Edit

FCNR vs NRE vs NRO Accounts: Which Is Better for NRIs?

FCNR vs NRE vs NRO Accounts: Which Is Better for NRIs?

FCNR vs NRE vs NRO accounts serve different purposes. The right choice generally depends on where the money was earned, which currency the depositor wants to hold and how easily the funds must move outside India.

There is no single account that is best for every NRI.

The RBI is encouraging banks to attract more foreign-currency deposits, although most NRI bank money in India remains in rupee-denominated accounts. Read our analysis of why the RBI is pushing for more FCNR deposits.

FCNR vs NRE vs NRO Accounts: Key Differences

FCNR: For Holding Savings in Foreign Currency

A Foreign Currency Non-Resident, or FCNR(B), account is a term deposit maintained in a permitted foreign currency rather than Indian rupees.
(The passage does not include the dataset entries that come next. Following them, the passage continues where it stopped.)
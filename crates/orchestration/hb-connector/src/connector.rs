//! Sync orchestration.

use async_trait::async_trait;
use futures::{StreamExt, stream};
use hb_error::{ErrorKind, Result};
use hb_traits::{Sink, StorageClient};
use hb_types::SyncConfiguration;
use tokio_util::sync::CancellationToken;
use tracing::{error, info, warn};

use crate::resolver::resolve_containers;
use crate::stats::SyncStats;
use crate::walker::{PageWalker, WalkOutcome};

/// Builds the storage client for one sync run.
///
/// The client is created once per run from the parsed configuration and
/// shared read-only by every container walk.
#[async_trait]
pub trait StorageClientFactory: Send + Sync {
    /// The client type produced.
    type Client: StorageClient + 'static;

    /// Create a client scoped to the configuration's profile and region.
    async fn create(&self, config: &SyncConfiguration) -> Result<Self::Client>;
}

/// Run-level options supplied by the host, separate from the payload.
#[derive(Debug, Clone)]
pub struct SyncOptions {
    /// Containers walked at the same time (1 = sequential)
    pub concurrency: usize,

    /// Checked at every page-fetch boundary
    pub cancel: CancellationToken,
}

impl Default for SyncOptions {
    fn default() -> Self {
        Self {
            concurrency: 1,
            cancel: CancellationToken::new(),
        }
    }
}

impl SyncOptions {
    /// Create options for a sequential, non-cancellable run.
    pub fn new() -> Self {
        Self::default()
    }

    /// Set the container concurrency (values below 1 are treated as 1).
    pub fn with_concurrency(mut self, concurrency: usize) -> Self {
        self.concurrency = concurrency.max(1);
        self
    }

    /// Set the cancellation token.
    pub fn with_cancel(mut self, cancel: CancellationToken) -> Self {
        self.cancel = cancel;
        self
    }
}

/// The enumeration connector.
///
/// Exposes a single operation: run a sync for a configuration payload,
/// delivering pages to a sink. Only a failure to build the storage client or
/// to discover containers is returned as an error; everything else is
/// contained, logged, and counted in [`SyncStats`].
pub struct Connector<F: StorageClientFactory> {
    factory: F,
}

impl<F: StorageClientFactory> Connector<F> {
    /// Create a connector around a storage client factory.
    pub fn new(factory: F) -> Self {
        Self { factory }
    }

    /// Run a sequential sync.
    pub async fn sync(&self, payload: &str, sink: &dyn Sink) -> Result<SyncStats> {
        self.sync_with_options(payload, sink, &SyncOptions::default())
            .await
    }

    /// Run a sync with host-supplied options.
    pub async fn sync_with_options(
        &self,
        payload: &str,
        sink: &dyn Sink,
        options: &SyncOptions,
    ) -> Result<SyncStats> {
        let mut stats = SyncStats::new();

        let parsed = SyncConfiguration::parse_lenient(payload);
        if parsed.is_defaulted() {
            stats.config_defaulted = true;
            for issue in &parsed.issues {
                warn!(
                    kind = %ErrorKind::ConfigurationMalformed,
                    issue = %issue,
                    "Sync configuration defaulted"
                );
                stats.record_error(issue);
            }
        }
        let config = parsed.config;

        info!(
            profile = %config.profile,
            region = %config.region,
            max_keys = config.max_keys,
            buckets = ?config.buckets,
            concurrency = options.concurrency,
            "Starting sync"
        );

        let client = self.factory.create(&config).await.inspect_err(|e| {
            error!(
                kind = %e.kind(),
                fatal = e.is_fatal(),
                error = %e,
                "Failed to create storage client"
            );
        })?;

        if options.cancel.is_cancelled() {
            info!("Sync cancelled before container resolution");
            stats.cancelled = true;
            stats.complete();
            return Ok(stats);
        }

        let resolved = tokio::select! {
            biased;
            _ = options.cancel.cancelled() => {
                info!("Sync cancelled during container resolution");
                stats.cancelled = true;
                stats.complete();
                return Ok(stats);
            }
            resolved = resolve_containers(&config, &client) => resolved,
        };
        let containers = resolved.inspect_err(|e| {
            error!(
                kind = %e.kind(),
                fatal = e.is_fatal(),
                error = %e,
                "Container resolution failed"
            );
        })?;
        stats.containers_resolved = containers.len();

        let walker = PageWalker::new(&client, sink, config.page_size(), options.cancel.clone());

        let outcomes: Vec<WalkOutcome> = stream::iter(containers.iter())
            .map(|container| walker.walk(container))
            .buffer_unordered(options.concurrency.max(1))
            .collect()
            .await;

        for outcome in &outcomes {
            stats.record_walk(outcome);
        }
        stats.complete();

        info!(
            containers = stats.containers_resolved,
            completed = stats.containers_completed,
            failed = stats.containers_failed,
            pages = stats.pages_delivered,
            objects = stats.objects_delivered,
            rejected = stats.deliveries_rejected,
            cancelled = stats.cancelled,
            "Sync completed"
        );

        Ok(stats)
    }
}
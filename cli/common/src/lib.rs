//! Shared utilities for harbor CLI binaries.

pub mod args;
pub mod format;
pub mod logging;

pub use args::{LogFormat, LogLevel};
pub use format::format_count;
pub use logging::init_logging;
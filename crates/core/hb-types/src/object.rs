//! Raw listing types returned by storage providers.

use chrono::{DateTime, Utc};

/// One object record as returned by a provider listing.
///
/// Every field is optional; providers are free to omit any of them and the
/// descriptor mapping degrades missing values to empty strings.
#[derive(Debug, Clone, Default, PartialEq, Eq)]
pub struct RawObject {
    /// Object key (full path within the container)
    pub key: Option<String>,

    /// Size in bytes
    pub size: Option<i64>,

    /// Last modification time
    pub last_modified: Option<DateTime<Utc>>,

    /// Entity tag, possibly quoted
    pub etag: Option<String>,
}

impl RawObject {
    /// Create a record with only a key set.
    pub fn new(key: impl Into<String>) -> Self {
        Self {
            key: Some(key.into()),
            ..Default::default()
        }
    }

    /// Set the size.
    pub fn with_size(mut self, size: i64) -> Self {
        self.size = Some(size);
        self
    }

    /// Set the last modification time.
    pub fn with_last_modified(mut self, last_modified: DateTime<Utc>) -> Self {
        self.last_modified = Some(last_modified);
        self
    }

    /// Set the entity tag.
    pub fn with_etag(mut self, etag: impl Into<String>) -> Self {
        self.etag = Some(etag.into());
        self
    }
}

/// One page of a container listing.
#[derive(Debug, Clone, Default, PartialEq, Eq)]
pub struct ObjectPage {
    /// Records in provider order
    pub objects: Vec<RawObject>,

    /// Opaque continuation token; `None` when this is the last page
    pub next_token: Option<String>,
}

impl ObjectPage {
    /// Create the final page of a listing.
    pub fn last(objects: Vec<RawObject>) -> Self {
        Self {
            objects,
            next_token: None,
        }
    }

    /// Create a page followed by another one.
    pub fn with_next(objects: Vec<RawObject>, next_token: impl Into<String>) -> Self {
        Self {
            objects,
            next_token: Some(next_token.into()),
        }
    }

    /// Whether the provider reported more pages after this one.
    pub fn has_more(&self) -> bool {
        self.next_token.is_some()
    }
}
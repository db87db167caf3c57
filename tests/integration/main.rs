//! Integration tests for the harbor connector.
//!
//! These tests require LocalStack to be running. They are marked as `#[ignore]`
//! by default to avoid running them in CI without proper setup.
//!
//! ## Running Integration Tests
//!
//! 1. Start LocalStack:
//!    ```bash
//!    docker run -d -p 4566:4566 -e SERVICES=s3 localstack/localstack
//!    ```
//!
//! 2. Run the integration tests:
//!    ```bash
//!    LOCALSTACK_ENDPOINT=http://localhost:4566 cargo test -p integration-tests -- --ignored
//!    ```

mod common;
mod connector_test;
//! Formatting utilities for CLI output.

/// Format a count with thousands separators.
///
/// # Examples
///
/// ```
/// use hb_cli_common::format_count;
///
/// assert_eq!(format_count(0), "0");
/// assert_eq!(format_count(1234), "1,234");
/// assert_eq!(format_count(1234567), "1,234,567");
/// ```
pub fn format_count(n: usize) -> String {
    let digits = n.to_string();
    let head = digits.len() % 3;

    let mut groups: Vec<&str> = Vec::new();
    if head > 0 {
        groups.push(&digits[..head]);
    }
    groups.extend(
        digits.as_bytes()[head..]
            .chunks(3)
            .filter_map(|chunk| std::str::from_utf8(chunk).ok()),
    );

    groups.join(",")
}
It may suit NRIs who want to place overseas savings with an Indian bank without converting the principal into rupees. FCNR deposits generally run from one to five years, and both principal and interest are repatriable.

Eligible interest is exempt from Indian income tax while the account holder meets the applicable residency conditions. Early withdrawal rules matter: no interest is payable when an FCNR deposit is withdrawn before completing the minimum one-year period.

U.S.-based NRIs considering an FCNR deposit can also compare FCNR deposits and U.S. CDs by interest rates, taxation, liquidity and deposit-insurance protection.

NRE: For Foreign Earnings Converted Into Rupees

A Non-Resident External account holds money in Indian rupees. It can receive eligible overseas remittances and may be opened as a savings, current, recurring or fixed-deposit account.

NRE accounts may work better for NRIs who need rupees for expenses or investments in India while retaining the ability to repatriate the balance. Eligible interest remains exempt from Indian income tax, but the account holder is exposed to rupee movements when converting money back into dollars or another foreign currency.

NRO: For Income Earned in India

A Non-Resident Ordinary account is mainly used to manage income received in India, including rent, dividends, pensions and other legitimate dues.

NRO accounts are rupee-denominated, and their interest is taxable in India. Current income may be sent abroad after applicable requirements are met. NRIs and eligible overseas Indians may also remit qualifying balances up to $1 million per Indian financial year, subject to taxes, documents and RBI conditions.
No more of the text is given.